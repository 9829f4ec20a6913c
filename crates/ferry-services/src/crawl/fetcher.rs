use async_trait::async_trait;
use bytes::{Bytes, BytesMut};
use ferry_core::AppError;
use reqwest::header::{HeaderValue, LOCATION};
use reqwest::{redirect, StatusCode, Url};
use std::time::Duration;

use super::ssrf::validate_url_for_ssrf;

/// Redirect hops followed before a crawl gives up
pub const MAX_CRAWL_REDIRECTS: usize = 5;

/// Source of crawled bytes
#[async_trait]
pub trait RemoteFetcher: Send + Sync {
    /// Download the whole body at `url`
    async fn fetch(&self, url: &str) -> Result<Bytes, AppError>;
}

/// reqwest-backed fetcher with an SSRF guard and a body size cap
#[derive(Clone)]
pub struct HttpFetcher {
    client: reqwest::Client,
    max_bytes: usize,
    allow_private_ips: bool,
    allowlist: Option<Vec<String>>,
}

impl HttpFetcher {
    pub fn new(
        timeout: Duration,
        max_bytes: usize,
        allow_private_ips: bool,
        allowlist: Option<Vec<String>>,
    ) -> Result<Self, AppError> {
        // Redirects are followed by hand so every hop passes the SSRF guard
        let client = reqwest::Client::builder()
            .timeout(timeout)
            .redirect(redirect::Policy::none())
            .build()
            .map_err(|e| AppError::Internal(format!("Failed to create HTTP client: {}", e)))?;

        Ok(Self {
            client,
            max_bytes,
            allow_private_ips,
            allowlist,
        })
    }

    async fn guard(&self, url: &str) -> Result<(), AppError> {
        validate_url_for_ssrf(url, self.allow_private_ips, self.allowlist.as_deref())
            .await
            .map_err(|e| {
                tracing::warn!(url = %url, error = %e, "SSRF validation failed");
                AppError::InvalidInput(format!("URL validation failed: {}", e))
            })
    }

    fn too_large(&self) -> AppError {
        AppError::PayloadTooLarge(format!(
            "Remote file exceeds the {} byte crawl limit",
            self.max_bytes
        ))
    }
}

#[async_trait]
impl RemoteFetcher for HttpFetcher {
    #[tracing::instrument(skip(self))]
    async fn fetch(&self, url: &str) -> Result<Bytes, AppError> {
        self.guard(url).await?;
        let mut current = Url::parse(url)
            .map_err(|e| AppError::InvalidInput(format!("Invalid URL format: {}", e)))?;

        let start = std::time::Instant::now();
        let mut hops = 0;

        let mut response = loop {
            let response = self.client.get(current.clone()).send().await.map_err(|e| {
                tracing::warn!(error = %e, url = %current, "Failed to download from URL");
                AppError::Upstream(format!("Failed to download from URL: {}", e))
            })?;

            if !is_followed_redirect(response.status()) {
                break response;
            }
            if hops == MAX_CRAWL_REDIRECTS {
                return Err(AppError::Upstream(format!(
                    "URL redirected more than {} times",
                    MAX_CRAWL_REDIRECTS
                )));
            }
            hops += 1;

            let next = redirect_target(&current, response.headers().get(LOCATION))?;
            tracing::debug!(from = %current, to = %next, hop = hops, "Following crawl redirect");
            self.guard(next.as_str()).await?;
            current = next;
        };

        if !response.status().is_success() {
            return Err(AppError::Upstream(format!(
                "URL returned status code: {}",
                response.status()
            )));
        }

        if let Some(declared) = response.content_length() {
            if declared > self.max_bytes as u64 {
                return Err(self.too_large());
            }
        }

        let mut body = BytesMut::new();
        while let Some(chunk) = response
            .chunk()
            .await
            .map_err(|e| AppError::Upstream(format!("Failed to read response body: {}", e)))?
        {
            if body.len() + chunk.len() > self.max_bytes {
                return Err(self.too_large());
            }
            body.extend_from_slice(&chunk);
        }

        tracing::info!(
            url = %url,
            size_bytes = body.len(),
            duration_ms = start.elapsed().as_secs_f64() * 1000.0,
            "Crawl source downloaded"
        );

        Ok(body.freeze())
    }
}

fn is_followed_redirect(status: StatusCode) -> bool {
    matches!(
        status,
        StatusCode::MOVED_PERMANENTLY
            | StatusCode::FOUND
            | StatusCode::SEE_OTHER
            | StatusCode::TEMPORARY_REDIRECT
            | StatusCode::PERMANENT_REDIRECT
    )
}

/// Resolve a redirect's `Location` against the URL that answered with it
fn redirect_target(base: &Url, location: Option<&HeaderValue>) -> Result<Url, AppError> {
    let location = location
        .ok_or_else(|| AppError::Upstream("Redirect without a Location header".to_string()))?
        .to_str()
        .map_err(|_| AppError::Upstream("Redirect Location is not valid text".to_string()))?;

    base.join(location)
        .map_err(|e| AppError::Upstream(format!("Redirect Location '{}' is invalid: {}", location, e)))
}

═══

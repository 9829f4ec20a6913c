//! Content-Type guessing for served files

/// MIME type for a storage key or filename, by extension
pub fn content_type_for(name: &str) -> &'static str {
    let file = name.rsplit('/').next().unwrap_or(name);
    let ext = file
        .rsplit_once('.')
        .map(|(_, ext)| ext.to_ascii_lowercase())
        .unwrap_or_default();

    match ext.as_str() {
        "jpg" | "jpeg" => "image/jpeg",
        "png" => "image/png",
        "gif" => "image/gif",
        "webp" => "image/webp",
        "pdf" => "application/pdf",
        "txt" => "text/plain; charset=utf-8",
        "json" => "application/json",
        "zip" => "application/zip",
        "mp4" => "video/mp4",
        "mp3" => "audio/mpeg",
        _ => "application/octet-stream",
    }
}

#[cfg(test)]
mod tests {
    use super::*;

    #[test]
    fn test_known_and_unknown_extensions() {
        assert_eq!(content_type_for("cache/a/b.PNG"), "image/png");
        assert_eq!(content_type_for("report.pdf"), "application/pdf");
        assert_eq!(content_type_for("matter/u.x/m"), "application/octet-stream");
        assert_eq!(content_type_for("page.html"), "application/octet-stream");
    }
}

═══

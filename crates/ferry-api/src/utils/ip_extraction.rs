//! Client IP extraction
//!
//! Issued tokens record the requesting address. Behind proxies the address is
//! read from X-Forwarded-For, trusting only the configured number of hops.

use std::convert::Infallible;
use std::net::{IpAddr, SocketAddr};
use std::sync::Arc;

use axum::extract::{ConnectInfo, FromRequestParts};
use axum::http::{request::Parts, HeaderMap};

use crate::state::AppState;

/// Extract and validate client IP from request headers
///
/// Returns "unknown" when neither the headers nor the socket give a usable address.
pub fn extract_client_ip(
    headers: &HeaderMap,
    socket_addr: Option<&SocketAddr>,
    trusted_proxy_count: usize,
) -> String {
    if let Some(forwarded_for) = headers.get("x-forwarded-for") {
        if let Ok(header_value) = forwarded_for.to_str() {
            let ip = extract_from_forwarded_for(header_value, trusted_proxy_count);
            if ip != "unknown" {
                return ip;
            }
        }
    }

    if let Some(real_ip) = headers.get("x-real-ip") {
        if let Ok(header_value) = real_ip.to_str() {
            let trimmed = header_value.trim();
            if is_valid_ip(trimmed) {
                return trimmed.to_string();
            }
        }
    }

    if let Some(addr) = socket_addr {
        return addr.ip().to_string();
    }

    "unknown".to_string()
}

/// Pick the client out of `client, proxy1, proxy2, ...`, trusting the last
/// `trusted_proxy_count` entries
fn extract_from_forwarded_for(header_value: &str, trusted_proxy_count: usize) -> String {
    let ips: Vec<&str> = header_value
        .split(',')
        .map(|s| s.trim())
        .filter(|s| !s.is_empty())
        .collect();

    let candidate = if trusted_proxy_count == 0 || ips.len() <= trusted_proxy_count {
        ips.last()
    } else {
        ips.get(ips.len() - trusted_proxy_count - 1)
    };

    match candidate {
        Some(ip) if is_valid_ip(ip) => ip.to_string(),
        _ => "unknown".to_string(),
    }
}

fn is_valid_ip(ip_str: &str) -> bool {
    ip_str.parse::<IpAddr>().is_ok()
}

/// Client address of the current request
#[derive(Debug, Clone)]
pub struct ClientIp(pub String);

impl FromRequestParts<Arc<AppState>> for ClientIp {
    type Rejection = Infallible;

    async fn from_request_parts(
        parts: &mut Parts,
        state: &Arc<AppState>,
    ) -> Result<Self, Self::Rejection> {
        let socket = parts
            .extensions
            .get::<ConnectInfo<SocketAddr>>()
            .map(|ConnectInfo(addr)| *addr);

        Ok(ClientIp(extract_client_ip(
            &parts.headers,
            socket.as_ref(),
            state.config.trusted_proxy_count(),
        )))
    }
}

═══

* Task prompt *
Wherever the string "current" is found in the listing above, copy the line that contains it.

* Solution to this problem *
        let mut current = Url::parse(url)
            let response = self.client.get(current.clone()).send().await.map_err(|e| {
                tracing::warn!(error = %e, url = %current, "Failed to download from URL");
            let next = redirect_target(&current, response.headers().get(LOCATION))?;
            tracing::debug!(from = %current, to = %next, hop = hops, "Following crawl redirect");
            current = next;
/// Client address of the current request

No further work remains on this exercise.